自信を持って言えないのがアレなんですけどね。
……って言うか、普通に考えると常識外れの『単騎で戦える砲撃魔導師』で、普通に都市破壊の一撃を放てるなのはママも相当人間辞めてる?



あはははは……割と私の周りは常識はずれが万歳だったみたいだね……
よくよく考えれば、レーシャのパパは不動博士で、ママははやて司令な訳で……チート集団が止まらないよ!!


まぁ、そのお蔭でどんな相手にも気おくれだけはしないで済みそうだけど!!


「破ぁ!!!!」

「てぇぇえぇぇええい!!!」


――ガキィィィィィン!!


「此処からは一切の小細工はなしで、本気でやりあいませんかアインハルトさん?」

「望むところですヴィヴィオさん……覇王の拳は格闘戦でこそ、その真価を発揮しますから。
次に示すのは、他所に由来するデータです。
//! swarmbit - A BitTorrent client core
//!
//! This library downloads and seeds a single torrent: it announces to the
//! torrent's trackers, speaks the peer wire protocol with the peers they
//! return and keeps verified pieces on disk.
//!
//! # Modules
//!
//! - [`bencode`] - BEP-3 Bencode encoding/decoding
//! - [`metainfo`] - BEP-3 torrent files and info hashes
//! - [`tracker`] - BEP-3/15/48 HTTP and UDP trackers, tier ranking and scheduling
//! - [`peer`] - BEP-3/6 peer wire protocol, request pipelining, choking
//! - [`storage`] - Piece layout over files, disk I/O and verification
//! - [`rate`] - Sliding-window transfer rates
//! - [`session`] - A running torrent tying the above together
//! - [`config`] - Tunables and their defaults

pub mod bencode;
pub mod config;
pub mod constants;
pub mod metainfo;
pub mod peer;
pub mod rate;
pub mod session;
pub mod storage;
pub mod tracker;

pub use bencode::{decode, encode, BencodeError, Value};
pub use config::{ConfigError, PeerConfig, SessionConfig, TrackerConfig};
pub use metainfo::{File, Info, InfoHash, Metainfo, MetainfoError};
pub use peer::{
    Bitfield, BlockRequest, ChokePolicy, Handshake, Message, PeerConnection, PeerError, PeerId,
    PeerManager, RequestPipeline, SwarmEvents,
};
pub use rate::RateWindow;
pub use session::{Session, SessionError, TransferTotals};
pub use storage::{FileEntry, PieceProgress, PieceStorage, StorageError, StorageLayout};
pub use tracker::{
    AnnounceResponse, Announcer, HttpTracker, Peer, ScrapeStats, TrackerBackend, TrackerError,
    TrackerEvent, UdpTracker,
};
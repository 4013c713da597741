use std::path::PathBuf;

use thiserror::Error;

#[derive(Debug, Error)]
pub enum StorageError {
    #[error("io error: {0}")]
    Io(#[from] std::io::Error),

    /// The backing file does not exist and the storage is not allowed to
    /// create it.
    #[error("file missing: {}", .0.display())]
    FileMissing(PathBuf),

    #[error("invalid piece index: {0}")]
    InvalidPieceIndex(u32),

    /// The byte range runs past the end of its piece.
    #[error("invalid block: piece {piece}, begin {begin}, length {length}")]
    InvalidBlock { piece: u32, begin: u32, length: u32 },

    #[error("invalid layout: {0}")]
    InvalidLayout(String),

    #[error("path traversal detected in file path: {0}")]
    PathTraversal(String),
}

impl StorageError {
    /// True when the error only means the data is not on disk yet.
    pub fn is_missing_data(&self) -> bool {
        match self {
            StorageError::FileMissing(_) => true,
            StorageError::Io(e) => e.kind() == std::io::ErrorKind::UnexpectedEof,
            _ => false,
        }
    }
}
」


そうこなくっちゃ!
私の持てる全ての力を使ってアインハルトさんと戦うんだ!――なのはママから教わった『全力全壊手加減なし』でね!!



――バキィィィィ!!!


「くぅ!!」
ヴィヴィオ:LP2600→2100


「かはっ!」
アインハルト:LP2500→2100


絶対に負けませんからね、アインハルトさん!!








――――――








Side:なのは


状況は思った以上に拮抗してるね?私の予想以上にヴィヴィオが頑張ってるのが大きいかな?
私の予想では、ヴィヴィオはアインハルトちゃんとのバトルで大ダメージを受けて、ルールーの回復をされていた筈だからね?


だけどヴィヴィオは、アインハルトちゃんの反撃に対処し、更には不完全ながらも『神速』を使ってアインハルトちゃんのライフを削って見せた。

つまり状況は未だ大きく動いてはいない――となると此処が逆に攻め時かな?

大きなのを撃つのは数の均衡が崩れた時と思ってたけど、如何やらそうも言ってられないみたい。
此れだけ均衡した闘いだと、ドレだけ相手の戦力を削るかが大事になってくるからね?――レイジングハート!!!



『All right Master.Starlight Breaker Drive ignition.』



OK、其のまま発射待機状態を維持して何時でも撃てるようにしておいて。
撃つべきは、ヴィヴィオとアインハルトちゃん、或はレーシャちゃんとツヴァイの拮抗が崩れたその瞬間!…纏めて殲滅してみせようかな♪


けどまぁ、勝敗はどうあれ、この模擬戦はヴィヴィオ達にはいい経験になるだろうね、間違いなく。





さてとティアナ、司令塔としてドレだけ成長したか見せて貰うよ?――私をがっかりさせないでね?……その心配は不要かも知れないけどさ。